Over five million Syrians refugees are now registered with the United Nations which works with countries to resettle them. To date, 1.8 million ended up in Turkey, over one million in tiny Lebanon and over 600,000 in Jordan. What about the U.S.? It takes an average of 18 to 24 months for refugees to be fully vetted for resettlement in the U.S., and that is after the UN has done its own vetting. The families of refugees have to wait all this time in camps overseas before being allowed in the country. Since 1990, the U.S. has taken in about 73,000 refugees a year but has taken in about 2,500 Syrian refugees since 2011. Our country will take only 10,000 refugees from Syria this year. In the meantime, Germany has taken 100,000 refugees, Sweden 65,000, and Hungary 55,000. 26,000 Syrian refugees have landed in Canada since November 2015.
Bombings in Paris and Brussels have been used as excuses for denying Syrian refugees asylum in the U.S., or making it increasingly long and difficult to get in. The House of Representatives passed the “American Security against Foreign Enemies Act of 2015” on November 19 2015. The Act would would require the secretary of Homeland Security, the head of the FBI and the director of national intelligence to sign off on every individual refugee from Iraq and Syria, affirming he or she is not a threat. This is despite the fact that many safeguards already exist. According to an analysis by the Cato Institute, the risk of a suspected terrorist slipping through this vetting process is virtually nil, making the threat from Syrian refugees “hyperbolically over exaggerated”. According to Jonathan Hafetz, it is far more likely that a future terrorist would either be born in the U.S. or attempt to enter the country on a student or tourist visa.
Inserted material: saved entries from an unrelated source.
use serde::Serialize;
use tracing::{debug, info, warn};

use crate::aggregate::{MaterialTotals, aggregate};
use crate::catalog::StockCatalog;
use crate::classify::{CategoryClassifier, KeywordClassifier};
use crate::config::{PlanOptions, RemnantSeed};
use crate::error::{ErrorKind, Result};
use crate::extract::{RequiredPiece, RequirementExtractor, RequirementInput, bucket_by_category};
use crate::layouts::NestingTable;
use crate::linear::LinearPlanner;
use crate::panel::PanelPlanner;
use crate::plan::CuttingPlan;
use crate::pool::{EXTERNAL_ORIGIN, Remnant, RemnantPool};
use crate::types::StockKind;

#[derive(Debug, Clone, PartialEq, Serialize)]
#[serde(tag = "status", rename_all = "snake_case")]
pub enum Outcome {
    Planned { plans: Vec<CuttingPlan> },
    Failed { error: String, kind: ErrorKind },
}

#[derive(Debug, Clone, PartialEq, Serialize)]
pub struct RequirementReport {
    pub id: String,
    #[serde(flatten)]
    pub outcome: Outcome,
}

impl RequirementReport {
    pub fn plans(&self) -> &[CuttingPlan] {
        match &self.outcome {
            Outcome::Planned { plans } => plans,
            Outcome::Failed { .. } => &[],
        }
    }

    pub fn is_failed(&self) -> bool {
        matches!(self.outcome, Outcome::Failed { .. })
    }
}

#[derive(Debug, Clone, PartialEq, Serialize)]
pub struct Report {
    pub requirements: Vec<RequirementReport>,
    pub totals: MaterialTotals,
    /// Remnants still available when the run finished.
    pub remnants: Vec<Remnant>,
}

impl Report {
    pub fn plans(&self) -> impl Iterator<Item = &CuttingPlan> {
        self.requirements.iter().flat_map(|r| r.plans())
    }

    pub fn failed(&self) -> usize {
        self.requirements.iter().filter(|r| r.is_failed()).count()
    }
}

pub struct Solver {
    catalog: StockCatalog,
    options: PlanOptions,
    layouts: NestingTable,
    classifier: Box<dyn CategoryClassifier>,
}

impl Solver {
    pub fn new(catalog: StockCatalog, options: PlanOptions) -> Self {
        let mut layouts = NestingTable::builtin();
        layouts.extend(options.layouts.iter().cloned());
        let classifier = match &options.keywords {
            Some(rules) => KeywordClassifier::new(rules.clone()),
            None => KeywordClassifier::builtin(),
        };
        Self {
            catalog,
            options,
            layouts,
            classifier: Box::new(classifier),
        }
    }

    /// Replaces the keyword classifier used for free-text category hints.
    pub fn with_classifier(mut self, classifier: impl CategoryClassifier + 'static) -> Self {
        self.classifier = Box::new(classifier);
        self
    }

    pub fn catalog(&self) -> &StockCatalog {
        &self.catalog
    }

    /// Registers offcuts known before the run. Seeds below their family's
    /// threshold are dropped. Returns how many were registered.
    pub fn seed_remnants(&self, pool: &mut RemnantPool, seeds: &[RemnantSeed]) -> Result<usize> {
        let mut registered = 0;
        for seed in seeds {
            let family = self.catalog.family(&seed.family)?;
            match pool.register(family, &seed.category, seed.shape, EXTERNAL_ORIGIN) {
                Some(_) => registered += 1,
                None => warn!(
                    family = %seed.family,
                    shape = %seed.shape,
                    "seeded remnant is not usable"
                ),
            }
        }
        Ok(registered)
    }

    /// Plans `inputs` in order against `pool`.
    ///
    /// Every requirement is extracted before anything is planned, and an
    /// invalid dimension anywhere fails the whole run. Other errors fail
    /// only their requirement, which then leaves the pool untouched.
    pub fn solve(&self, inputs: &[RequirementInput], pool: &mut RemnantPool) -> Result<Report> {
        pool.begin_run();
        let retired = pool.retire_unusable(&self.catalog);
        if retired > 0 {
            debug!(retired, "retired remnants the catalog no longer accepts");
        }
        let extractor = RequirementExtractor::new(&self.catalog, self.classifier.as_ref());

        let mut extracted = Vec::with_capacity(inputs.len());
        for input in inputs {
            match extractor.extract(input) {
                Err(e) if e.is_fatal() => return Err(e),
                result => extracted.push((input.id.clone(), result)),
            }
        }

        let mut requirements = Vec::with_capacity(extracted.len());
        for (id, pieces) in extracted {
            let outcome = match pieces.and_then(|pieces| self.plan_requirement(&pieces, pool)) {
                Ok(plans) => Outcome::Planned { plans },
                Err(e) => {
                    warn!(requirement = %id, error = %e, "requirement failed");
                    Outcome::Failed {
                        error: e.to_string(),
                        kind: e.kind(),
                    }
                }
            };
            requirements.push(RequirementReport { id, outcome });
        }

        let totals = aggregate(requirements.iter().flat_map(|r| r.plans()));
        let remnants: Vec<Remnant> = pool.available().cloned().collect();
        let report = Report {
            requirements,
            totals,
            remnants,
        };
        info!(
            requirements = report.requirements.len(),
            failed = report.failed(),
            remnants = report.remnants.len(),
            area_waste = ?report.totals.area_waste_percent,
            length_waste = ?report.totals.length_waste_percent,
            "planned run"
        );
        Ok(report)
    }

    fn plan_requirement(
        &self,
        pieces: &[RequiredPiece],
        pool: &mut RemnantPool,
    ) -> Result<Vec<CuttingPlan>> {
        let mut trial = pool.clone();
        let mut plans = Vec::with_capacity(pieces.len());
        for ((family, category), bucket) in bucket_by_category(pieces) {
            debug!(%family, %category, pieces = bucket.len(), "planning bucket");
            for piece in bucket {
                plans.push(self.plan_piece(piece, &mut trial)?);
            }
        }
        *pool = trial;
        Ok(plans)
    }

    pub fn plan_piece(&self, piece: &RequiredPiece, pool: &mut RemnantPool) -> Result<CuttingPlan> {
        let family = self.catalog.family(&piece.family)?;
        match family.kind {
            StockKind::Panel => PanelPlanner::new(family, &self.layouts).plan(piece, pool),
            StockKind::Linear => LinearPlanner::new(family, &self.options).plan(piece, pool),
        }
    }
}

impl Default for Solver {
    fn default() -> Self {
        Self::new(StockCatalog::builtin(), PlanOptions::default())
    }
}
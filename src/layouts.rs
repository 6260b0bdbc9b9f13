//! How many identical cut pieces come out of one panel.

use serde::{Deserialize, Serialize};

use crate::types::Rect;

/// A hand-checked layout that beats the plain grid.
#[derive(Debug, Clone, PartialEq, Eq, Serialize, Deserialize)]
pub struct KnownLayout {
    pub stock: Rect,
    pub piece: Rect,
    pub pieces: u32,
    /// Layout mixes upright and rotated pieces.
    #[serde(default)]
    pub mixed_orientation: bool,
}

#[derive(Debug, Clone, Copy, PartialEq, Eq)]
pub enum Nesting {
    /// `piece` is the orientation actually laid out.
    Grid { piece: Rect, cols: u32, rows: u32 },
    Tabulated { pieces: u32 },
}

impl Nesting {
    pub fn per_panel(&self) -> u32 {
        match self {
            Nesting::Grid { cols, rows, .. } => cols * rows,
            Nesting::Tabulated { pieces } => *pieces,
        }
    }
}

#[derive(Debug, Clone, Default, PartialEq, Eq)]
pub struct NestingTable {
    layouts: Vec<KnownLayout>,
}

impl NestingTable {
    pub fn new(layouts: Vec<KnownLayout>) -> Self {
        Self { layouts }
    }

    pub fn builtin() -> Self {
        let board = Rect::new(1200, 2400);
        Self::new(vec![
            // 6 rotated in the lower 1200x1800, 1 upright in the top 1200x600
            KnownLayout {
                stock: board,
                piece: Rect::new(900, 400),
                pieces: 7,
                mixed_orientation: true,
            },
            // 8 upright in the lower 1200x1800, 2 rotated in the top 1200x600
            KnownLayout {
                stock: board,
                piece: Rect::new(300, 900),
                pieces: 10,
                mixed_orientation: true,
            },
        ])
    }

    pub fn extend(&mut self, layouts: impl IntoIterator<Item = KnownLayout>) {
        self.layouts.extend(layouts);
    }

    fn lookup(&self, stock: Rect, piece: Rect, allow_rotation: bool) -> Option<u32> {
        self.layouts
            .iter()
            .filter(|l| allow_rotation || !l.mixed_orientation)
            .filter(|l| l.stock == stock)
            .filter(|l| l.piece == piece || (allow_rotation && l.piece == piece.rotated()))
            .map(|l| l.pieces)
            .max()
    }

    /// Best nesting of `piece` in `stock`. A tabulated layout is used only
    /// when it beats the grid, since the grid also yields reusable offcuts.
    /// Returns `None` when the piece does not fit at all.
    pub fn nesting(&self, stock: Rect, piece: Rect, allow_rotation: bool) -> Option<Nesting> {
        let mut grid = grid_of(stock, piece);
        if allow_rotation
            && let Some(rotated) = grid_of(stock, piece.rotated())
            && grid.is_none_or(|g| rotated.per_panel() > g.per_panel())
        {
            grid = Some(rotated);
        }

        let grid_count = grid.map_or(0, |g| g.per_panel());
        match self.lookup(stock, piece, allow_rotation) {
            Some(pieces) if pieces > grid_count => Some(Nesting::Tabulated { pieces }),
            _ => grid,
        }
    }
}

fn grid_of(stock: Rect, piece: Rect) -> Option<Nesting> {
    if piece.is_empty() {
        return None;
    }
    let cols = stock.w / piece.w;
    let rows = stock.h / piece.h;
    (cols > 0 && rows > 0).then_some(Nesting::Grid { piece, cols, rows })
}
Fear is the main reason the United States lags far behind many other countries. But fear of what? It only takes a drive in the ethnic neighborhoods of our American cities to understand the economic and cultural vitality that immigrants bring to the U.S. I am one myself. Is this fear a psychological phenomenon like the fear of flying, or the fear of melting nuclear plants, or is there something else at play? The fear of being pushed aside in a country long dominated by a white anglo-saxon majority? If so, will reassurances from our President, longer waits and tougher criteria ever make a difference?